Below are some records; copy each line in them that contains "hijack".

(DATASET RECORDS begins)

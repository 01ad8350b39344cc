//! Idempotent issue reconciliation.
//!
//! The invariant after every run: the set of open tickets in a category
//! equals the set of names the current report flags. Repeated runs with
//! unchanged state change nothing.

use tracing::{debug, info};
use zonedrift_core::{Result, ViolationReport};

use crate::gitlab::GitlabClient;

/// Label applied to every ticket this tool manages.
pub const BASE_LABEL: &str = "zonedrift";

/// Which check a ticket belongs to; determines its label and title.
#[derive(Debug, Clone, Copy, PartialEq, Eq)]
pub enum Category {
    /// NS delegation drift
    Delegation,
    /// Managed platform alias drift
    ManagedAlias,
}

impl Category {
    /// Category label on the ticket
    #[must_use]
    pub const fn label(self) -> &'static str {
        match self {
            Self::Delegation => "delegation",
            Self::ManagedAlias => "beanstalk",
        }
    }

    /// Deterministic ticket title for a subject name
    #[must_use]
    pub fn title_for(self, subject: &str) -> String {
        match self {
            Self::Delegation => format!("{subject} delegation error"),
            Self::ManagedAlias => format!("{subject} abandoned beanstalk"),
        }
    }
}

/// What a reconciliation pass did.
#[derive(Debug, Clone, Copy, Default, PartialEq, Eq)]
pub struct ReconcileSummary {
    /// Tickets newly created
    pub created: usize,
    /// Stale tickets closed
    pub closed: usize,
    /// Tickets already matching the report, left untouched
    pub unchanged: usize,
}

/// Reconcile the tracker's open tickets in one category with the report.
///
/// Creates a ticket for every flagged name that lacks one, leaves
/// matching tickets alone, and closes tickets whose name is no longer
/// flagged, leaving an explanatory note.
pub async fn reconcile_issues(
    client: &GitlabClient,
    category: Category,
    report: &ViolationReport,
) -> Result<ReconcileSummary> {
    let labels = [BASE_LABEL, category.label()];
    let mut open = client.list_open_issues(&labels).await?;
    let mut summary = ReconcileSummary::default();

    for (subject, violations) in report.iter() {
        let title = category.title_for(subject);
        if let Some(pos) = open.iter().position(|i| i.title == title) {
            debug!(subject, %title, "ticket already filed, skipping");
            open.remove(pos);
            summary.unchanged += 1;
        } else {
            info!(subject, %title, "filing ticket");
            let description = format!(
                "```json\n{}\n```",
                serde_json::to_string_pretty(violations)?
            );
            client.create_issue(&title, &description, &labels).await?;
            summary.created += 1;
        }
    }

    // Whatever is left no longer appears in the report.
    for leftover in open {
        info!(title = %leftover.title, iid = leftover.iid, "closing stale ticket");
        client
            .add_note(
                leftover.iid,
                "This name no longer shows up in the latest scan. Closing automatically.",
            )
            .await?;
        client.close_issue(leftover.iid).await?;
        summary.closed += 1;
    }

    Ok(summary)
}
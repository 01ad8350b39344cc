//! Managed-alias verification: is the platform target still there?

use std::sync::Arc;
use std::time::Instant;

use tokio::sync::Semaphore;
use tracing::{debug, warn};
use zonedrift_core::{ManagedAlias, Violation, ViolationKind, ViolationReport};

use crate::dns::{DnsQuerier, QueryOutcome};
use crate::scan::ScanOptions;

enum AliasCheck {
    Done(Vec<Violation>),
    Skipped,
}

/// Verify every record pointing at the managed platform.
///
/// A CNAME always earns a record-type warning; a target that fails to
/// resolve with NXDOMAIN is the orphaned-hostname hijack signal. Any
/// other resolution outcome is logged and ignored.
pub async fn check_aliases(
    querier: &Arc<dyn DnsQuerier>,
    aliases: &[ManagedAlias],
    opts: &ScanOptions,
) -> (ViolationReport, bool) {
    let semaphore = Arc::new(Semaphore::new(opts.concurrency));
    let mut handles = Vec::new();

    for alias in aliases {
        let sem = Arc::clone(&semaphore);
        let querier = Arc::clone(querier);
        let alias = alias.clone();
        let deadline = opts.deadline;

        handles.push(tokio::spawn(async move {
            let Ok(_permit) = sem.acquire_owned().await else {
                return AliasCheck::Skipped;
            };
            if deadline.is_some_and(|d| Instant::now() >= d) {
                return AliasCheck::Skipped;
            }
            AliasCheck::Done(check_alias(querier.as_ref(), &alias).await)
        }));
    }

    let mut report = ViolationReport::new();
    let mut complete = true;
    for handle in handles {
        match handle.await {
            Ok(AliasCheck::Done(violations)) => {
                for violation in violations {
                    report.push(violation);
                }
            }
            Ok(AliasCheck::Skipped) => complete = false,
            Err(e) => {
                warn!(error = %e, "alias check task failed");
                complete = false;
            }
        }
    }
    (report, complete)
}

async fn check_alias(querier: &dyn DnsQuerier, alias: &ManagedAlias) -> Vec<Violation> {
    let mut violations = Vec::new();

    // The record-type policy check does not depend on resolution.
    if !alias.is_preferred() {
        violations.push(Violation::new(
            &alias.name,
            ViolationKind::NonPreferredRecordType {
                value: alias.value.clone(),
            },
        ));
    }

    match querier.resolve(&alias.value).await {
        QueryOutcome::Answered(addresses) => {
            debug!(
                name = %alias.name,
                target = %alias.value,
                addresses = %addresses.join(", "),
                "platform target resolves"
            );
        }
        QueryOutcome::NameNotFound => {
            warn!(
                name = %alias.name,
                target = %alias.value,
                "record points at a nonexistent platform hostname"
            );
            violations.push(Violation::new(
                &alias.name,
                ViolationKind::NonexistentTarget {
                    value: alias.value.clone(),
                },
            ));
        }
        // Not the hijack signal; leave a trace and move on.
        QueryOutcome::NoAuthority => {
            debug!(name = %alias.name, target = %alias.value, "no answer for platform target");
        }
        QueryOutcome::Transient(detail) => {
            debug!(name = %alias.name, target = %alias.value, %detail, "platform target query failed");
        }
    }

    violations
}
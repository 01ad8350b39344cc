//! Delegation and managed-alias verification.
//!
//! Don't trust the zone file, trust live answers. A delegation is only as
//! good as the nameservers it points at, and a platform alias is only as
//! good as the hostname it resolves to. This crate takes the enumerated
//! record set of a zone and actively re-queries the outside world:
//!
//! - **Delegations**: every claimed nameserver is asked, directly and
//!   individually, for the zone's NS set. A server that answers with a
//!   different set, or that no longer knows the zone at all, is evidence
//!   that the delegation has drifted or been abandoned.
//! - **Managed aliases**: records pointing at the managed platform's
//!   domain are resolved through the default resolver; a target that no
//!   longer exists is reclaimable by whoever asks the platform next.
//!
//! Checks fan out through a bounded worker pool and aggregate into a
//! [`ViolationReport`](zonedrift_core::ViolationReport) keyed by subject
//! name.

pub mod alias;
pub mod classify;
pub mod delegation;
pub mod dns;
pub mod scan;

pub use dns::{DnsQuerier, HickoryQuerier, QueryOutcome, DEFAULT_QUERY_TIMEOUT};
pub use scan::{scan_records, ScanOptions, ScanOutcome};
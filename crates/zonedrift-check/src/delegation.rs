//! Delegation verification: directed NS queries per claimed nameserver.

use std::collections::BTreeSet;
use std::sync::Arc;
use std::time::Instant;

use tokio::sync::Semaphore;
use tracing::{debug, warn};
use zonedrift_core::{Delegation, Violation, ViolationKind, ViolationReport};

use crate::dns::{DnsQuerier, QueryOutcome};
use crate::scan::ScanOptions;

enum NsCheck {
    Done(Option<Violation>),
    Skipped,
}

/// Verify every delegation against each of its claimed nameservers.
///
/// Each (zone, nameserver) pair is an independent unit of evidence: one
/// stale server trips a violation even when its siblings agree with the
/// zone, and a failing unit never blocks the others. Units fan out
/// through a semaphore-bounded pool and are collected in spawn order, so
/// the per-zone violation order is reproducible.
///
/// Returns the report plus `false` when the scan deadline forced units
/// to be skipped.
pub async fn check_delegations(
    querier: &Arc<dyn DnsQuerier>,
    delegations: &[Delegation],
    opts: &ScanOptions,
) -> (ViolationReport, bool) {
    let semaphore = Arc::new(Semaphore::new(opts.concurrency));
    let mut handles = Vec::new();

    for delegation in delegations {
        for ns in &delegation.nameservers {
            let sem = Arc::clone(&semaphore);
            let querier = Arc::clone(querier);
            let zone = delegation.zone.clone();
            let expected = delegation.nameservers.clone();
            let ns = ns.clone();
            let deadline = opts.deadline;

            handles.push(tokio::spawn(async move {
                let Ok(_permit) = sem.acquire_owned().await else {
                    return NsCheck::Skipped;
                };
                if deadline.is_some_and(|d| Instant::now() >= d) {
                    return NsCheck::Skipped;
                }
                NsCheck::Done(check_nameserver(querier.as_ref(), &zone, &ns, &expected).await)
            }));
        }
    }

    let mut report = ViolationReport::new();
    let mut complete = true;
    for handle in handles {
        match handle.await {
            Ok(NsCheck::Done(Some(violation))) => report.push(violation),
            Ok(NsCheck::Done(None)) => {}
            Ok(NsCheck::Skipped) => complete = false,
            Err(e) => {
                warn!(error = %e, "delegation check task failed");
                complete = false;
            }
        }
    }
    (report, complete)
}

/// One directed check: does `ns` still answer authoritatively for `zone`
/// with the expected nameserver set?
async fn check_nameserver(
    querier: &dyn DnsQuerier,
    zone: &str,
    ns: &str,
    expected: &[String],
) -> Option<Violation> {
    match querier.query_ns(zone, ns).await {
        QueryOutcome::Answered(found) => {
            let found_set: BTreeSet<&str> = found.iter().map(String::as_str).collect();
            let expected_set: BTreeSet<&str> = expected.iter().map(String::as_str).collect();
            if found_set == expected_set {
                debug!(zone, server = ns, "delegation confirmed");
                return None;
            }
            let mut found = found;
            found.sort_unstable();
            found.dedup();
            warn!(zone, server = ns, "nameserver returned a different NS set");
            Some(Violation::new(
                zone,
                ViolationKind::NsMismatch {
                    source: ns.to_string(),
                    found,
                    expected: expected.to_vec(),
                },
            ))
        }
        // The claimed server refuses or no longer knows the zone: the
        // abandoned-delegation signal.
        QueryOutcome::NameNotFound | QueryOutcome::NoAuthority => {
            warn!(zone, server = ns, "nameserver does not serve the zone");
            Some(Violation::new(
                zone,
                ViolationKind::UnreachableNameserver {
                    source: ns.to_string(),
                },
            ))
        }
        QueryOutcome::Transient(detail) => {
            warn!(zone, server = ns, %detail, "directed query failed");
            Some(Violation::new(
                zone,
                ViolationKind::QueryError {
                    source: ns.to_string(),
                    detail,
                },
            ))
        }
    }
}

#[cfg(test)]
mod tests {
    use super::*;
    use crate::dns::mock::MockQuerier;
    use std::time::Duration;

    fn delegation(zone: &str, nameservers: &[&str]) -> Delegation {
        Delegation::new(zone, nameservers.iter().map(ToString::to_string))
    }

    fn answered(names: &[&str]) -> QueryOutcome {
        QueryOutcome::Answered(names.iter().map(ToString::to_string).collect())
    }

    fn querier(mock: MockQuerier) -> Arc<dyn DnsQuerier> {
        Arc::new(mock)
    }

    #[tokio::test]
    async fn clean_zone_produces_empty_report() {
        let expected = ["ns1.example.net.", "ns2.example.net."];
        let mock = MockQuerier::new()
            .with_ns("sub.example.com.", "ns1.example.net.", answered(&expected))
            .with_ns("sub.example.com.", "ns2.example.net.", answered(&expected));
        let querier = querier(mock);

        let (report, complete) = check_delegations(
            &querier,
            &[delegation("sub.example.com.", &expected)],
            &ScanOptions::default(),
        )
        .await;

        assert!(report.is_empty());
        assert!(complete);
    }

    #[tokio::test]
    async fn mismatch_is_recorded_per_nameserver() {
        let mock = MockQuerier::new()
            .with_ns(
                "sub.example.com.",
                "ns1.example.net.",
                answered(&["ns1.example.net.", "ns2.example.net."]),
            )
            // ns2 answers with an extra name
            .with_ns(
                "sub.example.com.",
                "ns2.example.net.",
                answered(&["ns1.example.net.", "ns2.example.net.", "ns9.attacker.net."]),
            );
        let querier = querier(mock);

        let (report, _) = check_delegations(
            &querier,
            &[delegation("sub.example.com.", &["ns1.example.net.", "ns2.example.net."])],
            &ScanOptions::default(),
        )
        .await;

        let violations = report.get("sub.example.com.").unwrap();
        assert_eq!(violations.len(), 1);
        match &violations[0].kind {
            ViolationKind::NsMismatch { source, found, expected } => {
                assert_eq!(source, "ns2.example.net.");
                assert!(found.contains(&"ns9.attacker.net.".to_string()));
                assert_eq!(expected.len(), 2);
            }
            other => panic!("unexpected violation: {other:?}"),
        }
    }

    #[tokio::test]
    async fn unreachable_is_independent_of_sibling_outcomes() {
        let expected = ["ns1.example.net.", "ns2.example.net."];
        let mock = MockQuerier::new()
            .with_ns("sub.example.com.", "ns1.example.net.", answered(&expected))
            .with_ns("sub.example.com.", "ns2.example.net.", QueryOutcome::NoAuthority);
        let querier = querier(mock);

        let (report, _) = check_delegations(
            &querier,
            &[delegation("sub.example.com.", &expected)],
            &ScanOptions::default(),
        )
        .await;

        let violations = report.get("sub.example.com.").unwrap();
        assert_eq!(violations.len(), 1);
        assert_eq!(
            violations[0].kind,
            ViolationKind::UnreachableNameserver {
                source: "ns2.example.net.".into()
            }
        );
    }

    #[tokio::test]
    async fn transient_failures_become_query_errors() {
        let mock = MockQuerier::new().with_ns(
            "sub.example.com.",
            "ns1.example.net.",
            QueryOutcome::Transient("query timed out".into()),
        );
        let querier = querier(mock);

        let (report, complete) = check_delegations(
            &querier,
            &[delegation("sub.example.com.", &["ns1.example.net."])],
            &ScanOptions::default(),
        )
        .await;

        assert!(complete);
        let violations = report.get("sub.example.com.").unwrap();
        assert!(matches!(
            violations[0].kind,
            ViolationKind::QueryError { .. }
        ));
    }

    #[tokio::test]
    async fn repeated_runs_are_identical() {
        let expected = ["ns1.example.net.", "ns2.example.net."];
        let mock = MockQuerier::new()
            .with_ns("a.example.com.", "ns1.example.net.", QueryOutcome::NoAuthority)
            .with_ns("a.example.com.", "ns2.example.net.", answered(&["ns9.other.net."]))
            .with_ns("b.example.com.", "ns1.example.net.", answered(&expected))
            .with_ns("b.example.com.", "ns2.example.net.", answered(&expected));
        let querier = querier(mock);
        let delegations = [
            delegation("a.example.com.", &expected),
            delegation("b.example.com.", &expected),
        ];

        let (first, _) =
            check_delegations(&querier, &delegations, &ScanOptions::default()).await;
        let (second, _) =
            check_delegations(&querier, &delegations, &ScanOptions::default()).await;

        assert_eq!(first, second);
        assert_eq!(first.len(), 1);
        assert_eq!(first.get("a.example.com.").unwrap().len(), 2);
    }

    #[tokio::test]
    async fn expired_deadline_skips_units_but_keeps_report() {
        let mock = MockQuerier::new();
        let querier = querier(mock);
        let opts = ScanOptions {
            deadline: Some(Instant::now() - Duration::from_millis(10)),
            ..ScanOptions::default()
        };

        let (report, complete) = check_delegations(
            &querier,
            &[delegation("sub.example.com.", &["ns1.example.net."])],
            &opts,
        )
        .await;

        assert!(report.is_empty());
        assert!(!complete);
    }
}
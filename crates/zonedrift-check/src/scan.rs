//! One-shot scan over an enumerated record set.

use std::sync::Arc;
use std::time::Instant;

use tracing::info;
use zonedrift_core::{RecordSet, ViolationReport};

use crate::dns::DnsQuerier;
use crate::{alias, classify, delegation};

/// Default managed-platform domain suffix.
pub const DEFAULT_PLATFORM_SUFFIX: &str = "elasticbeanstalk.com";

/// Tunables for one scan invocation.
#[derive(Debug, Clone)]
pub struct ScanOptions {
    /// Maximum concurrent outbound queries
    pub concurrency: usize,
    /// Domain suffix identifying managed-platform targets
    pub platform_suffix: String,
    /// Overall scan deadline; units not started by then are skipped
    pub deadline: Option<Instant>,
}

impl Default for ScanOptions {
    fn default() -> Self {
        Self {
            concurrency: 32,
            platform_suffix: DEFAULT_PLATFORM_SUFFIX.to_string(),
            deadline: None,
        }
    }
}

/// Outcome of one scan: per-category reports plus a completeness flag.
#[derive(Debug, Clone)]
pub struct ScanOutcome {
    /// Violations found by the delegation verifier
    pub delegations: ViolationReport,
    /// Violations found by the managed-alias verifier
    pub aliases: ViolationReport,
    /// False when the deadline forced checks to be skipped
    pub complete: bool,
}

impl ScanOutcome {
    /// The single merged report handed to notification sinks.
    #[must_use]
    pub fn merged(&self) -> ViolationReport {
        let mut merged = self.delegations.clone();
        merged.merge(self.aliases.clone());
        merged
    }
}

/// Classify the record set and run both verifiers.
///
/// Verifier failures never abort the scan; each subject name is an
/// isolation boundary. When the deadline expires mid-scan, whatever
/// completed is still aggregated and `complete` is set to `false`.
pub async fn scan_records(
    querier: &Arc<dyn DnsQuerier>,
    records: &[RecordSet],
    opts: &ScanOptions,
) -> ScanOutcome {
    let delegations = classify::delegations(records);
    let managed = classify::managed_aliases(records, &opts.platform_suffix);
    info!(
        records = records.len(),
        delegations = delegations.len(),
        managed_aliases = managed.len(),
        "record set classified"
    );

    let (delegation_report, delegations_complete) =
        delegation::check_delegations(querier, &delegations, opts).await;
    let (alias_report, aliases_complete) = alias::check_aliases(querier, &managed, opts).await;

    let outcome = ScanOutcome {
        delegations: delegation_report,
        aliases: alias_report,
        complete: delegations_complete && aliases_complete,
    };
    info!(
        affected = outcome.merged().len(),
        complete = outcome.complete,
        "scan finished"
    );
    outcome
}
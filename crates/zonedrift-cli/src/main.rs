//! zonedrift - detect abandoned DNS delegations before someone else does.

use anyhow::Result;

#[tokio::main]
async fn main() -> Result<()> {
    zonedrift_cli::run().await
}
use thiserror::Error;

/// Result type alias for zonedrift operations
pub type Result<T> = std::result::Result<T, DriftError>;

/// Errors that can occur while scanning a zone or notifying sinks
#[derive(Error, Debug)]
pub enum DriftError {
    /// A required configuration key is missing
    #[error("missing required configuration key: {key}")]
    Config {
        /// The flat path of the missing key, e.g. `route53/zoneId`
        key: String,
    },

    /// A configuration value could not be used
    #[error("invalid configuration value for {key}: {message}")]
    InvalidConfig {
        /// The flat path of the offending key
        key: String,
        /// What was wrong with the value
        message: String,
    },

    /// Zone enumeration failed after exhausting retries
    #[error("zone enumeration failed: {0}")]
    Enumeration(String),

    /// The zone or a requested resource does not exist
    #[error("resource not found: {resource}")]
    NotFound {
        /// Description of the resource that wasn't found
        resource: String,
    },

    /// An API returned an error response
    #[error("API error ({code}): {message}")]
    Api {
        /// HTTP status code
        code: u16,
        /// Error message from the API
        message: String,
    },

    /// HTTP request failed
    #[error("HTTP request failed: {0}")]
    Http(String),

    /// JSON parsing/serialization error
    #[error("JSON error: {0}")]
    Json(#[from] serde_json::Error),

    /// DNS resolver could not be constructed or driven
    #[error("DNS error: {0}")]
    Dns(String),

    /// A notification sink failed
    #[error("notification failed: {0}")]
    Notify(String),
}

impl DriftError {
    /// Returns true if the error is worth retrying with backoff
    #[must_use]
    pub const fn is_retryable(&self) -> bool {
        match self {
            Self::Http(_) => true,
            Self::Api { code, .. } => *code >= 500 || *code == 429,
            _ => false,
        }
    }

    /// Returns the HTTP status code if this is an API error
    #[must_use]
    pub const fn status_code(&self) -> Option<u16> {
        match self {
            Self::NotFound { .. } => Some(404),
            Self::Api { code, .. } => Some(*code),
            _ => None,
        }
    }
}
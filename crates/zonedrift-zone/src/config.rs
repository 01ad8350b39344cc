//! Retry configuration for page fetches.

use std::time::Duration;

/// Retry configuration for transient page-fetch failures
#[derive(Debug, Clone)]
pub struct RetryConfig {
    /// Maximum number of retry attempts per page
    pub max_retries: u32,

    /// Initial backoff duration
    pub initial_backoff: Duration,

    /// Maximum backoff duration
    pub max_backoff: Duration,
}

impl Default for RetryConfig {
    fn default() -> Self {
        Self::new()
    }
}

impl RetryConfig {
    /// Create a new retry configuration
    #[must_use]
    pub const fn new() -> Self {
        Self {
            max_retries: 3,
            initial_backoff: Duration::from_millis(250),
            max_backoff: Duration::from_secs(10),
        }
    }

    /// Set maximum retries
    #[must_use]
    pub const fn max_retries(mut self, max: u32) -> Self {
        self.max_retries = max;
        self
    }

    /// Set initial backoff duration
    #[must_use]
    pub const fn initial_backoff(mut self, duration: Duration) -> Self {
        self.initial_backoff = duration;
        self
    }

    /// Set maximum backoff duration
    #[must_use]
    pub const fn max_backoff(mut self, duration: Duration) -> Self {
        self.max_backoff = duration;
        self
    }

    /// Calculate backoff for a given attempt
    #[must_use]
    pub fn backoff_for(&self, attempt: u32) -> Duration {
        let backoff = self.initial_backoff.as_millis() as u64 * 2u64.pow(attempt);
        let max = self.max_backoff.as_millis() as u64;
        Duration::from_millis(backoff.min(max))
    }
}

(DATASET RECORDS ends)

## EXPECTED ANSWER
/// resolve with NXDOMAIN is the orphaned-hostname hijack signal. Any
        // Not the hijack signal; leave a trace and move on.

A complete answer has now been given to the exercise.